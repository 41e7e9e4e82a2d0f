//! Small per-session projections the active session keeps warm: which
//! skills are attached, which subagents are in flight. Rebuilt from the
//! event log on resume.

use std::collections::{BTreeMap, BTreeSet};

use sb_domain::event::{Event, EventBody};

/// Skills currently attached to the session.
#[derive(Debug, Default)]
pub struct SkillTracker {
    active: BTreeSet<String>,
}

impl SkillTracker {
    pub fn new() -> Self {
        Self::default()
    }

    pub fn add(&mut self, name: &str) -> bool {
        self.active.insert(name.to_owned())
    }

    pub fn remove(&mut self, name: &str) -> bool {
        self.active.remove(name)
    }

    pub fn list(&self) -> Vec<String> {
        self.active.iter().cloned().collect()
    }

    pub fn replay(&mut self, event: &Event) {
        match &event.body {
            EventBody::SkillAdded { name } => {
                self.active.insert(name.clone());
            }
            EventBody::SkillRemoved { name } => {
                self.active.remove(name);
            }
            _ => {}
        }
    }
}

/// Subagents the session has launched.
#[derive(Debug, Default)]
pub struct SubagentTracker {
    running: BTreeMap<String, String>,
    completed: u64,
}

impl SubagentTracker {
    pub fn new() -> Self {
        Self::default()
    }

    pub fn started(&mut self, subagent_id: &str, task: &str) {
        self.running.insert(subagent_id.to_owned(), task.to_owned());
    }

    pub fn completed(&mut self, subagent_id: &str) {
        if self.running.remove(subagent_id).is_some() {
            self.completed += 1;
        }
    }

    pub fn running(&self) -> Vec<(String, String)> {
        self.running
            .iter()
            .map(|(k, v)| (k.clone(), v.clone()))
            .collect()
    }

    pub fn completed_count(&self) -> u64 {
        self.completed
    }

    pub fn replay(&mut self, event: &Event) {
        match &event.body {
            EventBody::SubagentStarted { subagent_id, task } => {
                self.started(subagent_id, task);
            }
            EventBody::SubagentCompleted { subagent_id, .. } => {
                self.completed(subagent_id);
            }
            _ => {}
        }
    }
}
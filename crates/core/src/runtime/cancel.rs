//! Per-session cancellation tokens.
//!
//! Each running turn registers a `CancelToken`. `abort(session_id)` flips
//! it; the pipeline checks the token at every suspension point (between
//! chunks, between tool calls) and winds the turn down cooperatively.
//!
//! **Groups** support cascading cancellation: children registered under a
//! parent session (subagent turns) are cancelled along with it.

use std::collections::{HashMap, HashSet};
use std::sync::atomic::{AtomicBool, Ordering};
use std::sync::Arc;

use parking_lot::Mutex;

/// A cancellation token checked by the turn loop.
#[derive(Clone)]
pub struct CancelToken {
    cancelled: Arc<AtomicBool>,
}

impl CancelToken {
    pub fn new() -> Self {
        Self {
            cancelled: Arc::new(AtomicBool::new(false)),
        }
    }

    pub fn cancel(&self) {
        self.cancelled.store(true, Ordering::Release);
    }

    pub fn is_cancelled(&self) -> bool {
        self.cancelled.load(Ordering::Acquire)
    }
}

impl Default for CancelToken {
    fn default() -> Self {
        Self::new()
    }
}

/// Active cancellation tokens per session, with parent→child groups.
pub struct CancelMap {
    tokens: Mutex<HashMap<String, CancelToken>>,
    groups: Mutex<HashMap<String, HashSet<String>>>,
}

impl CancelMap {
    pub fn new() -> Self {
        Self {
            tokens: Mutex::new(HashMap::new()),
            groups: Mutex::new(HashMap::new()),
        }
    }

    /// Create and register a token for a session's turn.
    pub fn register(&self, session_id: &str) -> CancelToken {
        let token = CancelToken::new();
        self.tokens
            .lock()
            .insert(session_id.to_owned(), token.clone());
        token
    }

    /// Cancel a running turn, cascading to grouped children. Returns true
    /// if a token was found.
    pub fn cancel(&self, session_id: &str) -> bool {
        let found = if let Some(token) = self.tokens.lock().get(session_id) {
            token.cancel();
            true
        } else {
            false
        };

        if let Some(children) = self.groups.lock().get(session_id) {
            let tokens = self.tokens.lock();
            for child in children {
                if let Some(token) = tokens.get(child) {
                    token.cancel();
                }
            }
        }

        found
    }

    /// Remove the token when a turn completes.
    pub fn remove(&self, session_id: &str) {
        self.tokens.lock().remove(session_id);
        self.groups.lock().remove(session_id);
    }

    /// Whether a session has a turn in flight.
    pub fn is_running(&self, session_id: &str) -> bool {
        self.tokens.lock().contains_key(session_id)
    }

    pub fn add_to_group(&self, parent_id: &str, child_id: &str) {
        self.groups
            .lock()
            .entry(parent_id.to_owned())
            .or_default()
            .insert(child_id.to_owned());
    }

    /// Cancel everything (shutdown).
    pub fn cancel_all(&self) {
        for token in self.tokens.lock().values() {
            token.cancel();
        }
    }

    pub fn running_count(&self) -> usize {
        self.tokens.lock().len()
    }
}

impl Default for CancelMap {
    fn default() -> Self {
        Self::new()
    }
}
========================================
--- What this task involves ---
In this exercise, every line of the listing is to be output exactly.

--- Response to this exercise ---
repository 41e7e9e4e82a2d0f
//! Small per-session projections the active session keeps warm: which
//! skills are attached, which subagents are in flight. Rebuilt from the
//! event log on resume.

use std::collections::{BTreeMap, BTreeSet};

use sb_domain::event::{Event, EventBody};

/// Skills currently attached to the session.
#[derive(Debug, Default)]
pub struct SkillTracker {
    active: BTreeSet<String>,
}

impl SkillTracker {
    pub fn new() -> Self {
        Self::default()
    }

    pub fn add(&mut self, name: &str) -> bool {
        self.active.insert(name.to_owned())
    }

    pub fn remove(&mut self, name: &str) -> bool {
        self.active.remove(name)
    }

    pub fn list(&self) -> Vec<String> {
        self.active.iter().cloned().collect()
    }

    pub fn replay(&mut self, event: &Event) {
        match &event.body {
            EventBody::SkillAdded { name } => {
                self.active.insert(name.clone());
            }
            EventBody::SkillRemoved { name } => {
                self.active.remove(name);
            }
            _ => {}
        }
    }
}

/// Subagents the session has launched.
#[derive(Debug, Default)]
pub struct SubagentTracker {
    running: BTreeMap<String, String>,
    completed: u64,
}

impl SubagentTracker {
    pub fn new() -> Self {
        Self::default()
    }

    pub fn started(&mut self, subagent_id: &str, task: &str) {
        self.running.insert(subagent_id.to_owned(), task.to_owned());
    }

    pub fn completed(&mut self, subagent_id: &str) {
        if self.running.remove(subagent_id).is_some() {
            self.completed += 1;
        }
    }

    pub fn running(&self) -> Vec<(String, String)> {
        self.running
            .iter()
            .map(|(k, v)| (k.clone(), v.clone()))
            .collect()
    }

    pub fn completed_count(&self) -> u64 {
        self.completed
    }

    pub fn replay(&mut self, event: &Event) {
        match &event.body {
            EventBody::SubagentStarted { subagent_id, task } => {
                self.started(subagent_id, task);
            }
            EventBody::SubagentCompleted { subagent_id, .. } => {
                self.completed(subagent_id);
            }
            _ => {}
        }
    }
}
filename crates/core/src/runtime/cancel.rs
//! Per-session cancellation tokens.
//!
//! Each running turn registers a `CancelToken`. `abort(session_id)` flips
//! it; the pipeline checks the token at every suspension point (between
//! chunks, between tool calls) and winds the turn down cooperatively.
//!
//! **Groups** support cascading cancellation: children registered under a
//! parent session (subagent turns) are cancelled along with it.

use std::collections::{HashMap, HashSet};
use std::sync::atomic::{AtomicBool, Ordering};
use std::sync::Arc;

use parking_lot::Mutex;

/// A cancellation token checked by the turn loop.
#[derive(Clone)]
pub struct CancelToken {
    cancelled: Arc<AtomicBool>,
}

impl CancelToken {
    pub fn new() -> Self {
        Self {
            cancelled: Arc::new(AtomicBool::new(false)),
        }
    }

    pub fn cancel(&self) {
        self.cancelled.store(true, Ordering::Release);
    }

    pub fn is_cancelled(&self) -> bool {
        self.cancelled.load(Ordering::Acquire)
    }
}

impl Default for CancelToken {
    fn default() -> Self {
        Self::new()
    }
}

/// Active cancellation tokens per session, with parent→child groups.
pub struct CancelMap {
    tokens: Mutex<HashMap<String, CancelToken>>,
    groups: Mutex<HashMap<String, HashSet<String>>>,
}

impl CancelMap {
    pub fn new() -> Self {
        Self {
            tokens: Mutex::new(HashMap::new()),
            groups: Mutex::new(HashMap::new()),
        }
    }

    /// Create and register a token for a session's turn.
    pub fn register(&self, session_id: &str) -> CancelToken {
        let token = CancelToken::new();
        self.tokens
            .lock()
            .insert(session_id.to_owned(), token.clone());
        token
    }

    /// Cancel a running turn, cascading to grouped children. Returns true
    /// if a token was found.
    pub fn cancel(&self, session_id: &str) -> bool {
        let found = if let Some(token) = self.tokens.lock().get(session_id) {
            token.cancel();
            true
        } else {
            false
        };

        if let Some(children) = self.groups.lock().get(session_id) {
            let tokens = self.tokens.lock();
            for child in children {
                if let Some(token) = tokens.get(child) {
                    token.cancel();
                }
            }
        }

        found
    }

    /// Remove the token when a turn completes.
    pub fn remove(&self, session_id: &str) {
        self.tokens.lock().remove(session_id);
        self.groups.lock().remove(session_id);
    }

    /// Whether a session has a turn in flight.
    pub fn is_running(&self, session_id: &str) -> bool {
        self.tokens.lock().contains_key(session_id)
    }

    pub fn add_to_group(&self, parent_id: &str, child_id: &str) {
        self.groups
            .lock()
            .entry(parent_id.to_owned())
            .or_default()
            .insert(child_id.to_owned());
    }

    /// Cancel everything (shutdown).
    pub fn cancel_all(&self) {
        for token in self.tokens.lock().values() {
            token.cancel();
        }
    }

    pub fn running_count(&self) -> usize {
        self.tokens.lock().len()
    }
}

impl Default for CancelMap {
    fn default() -> Self {
        Self::new()
    }
}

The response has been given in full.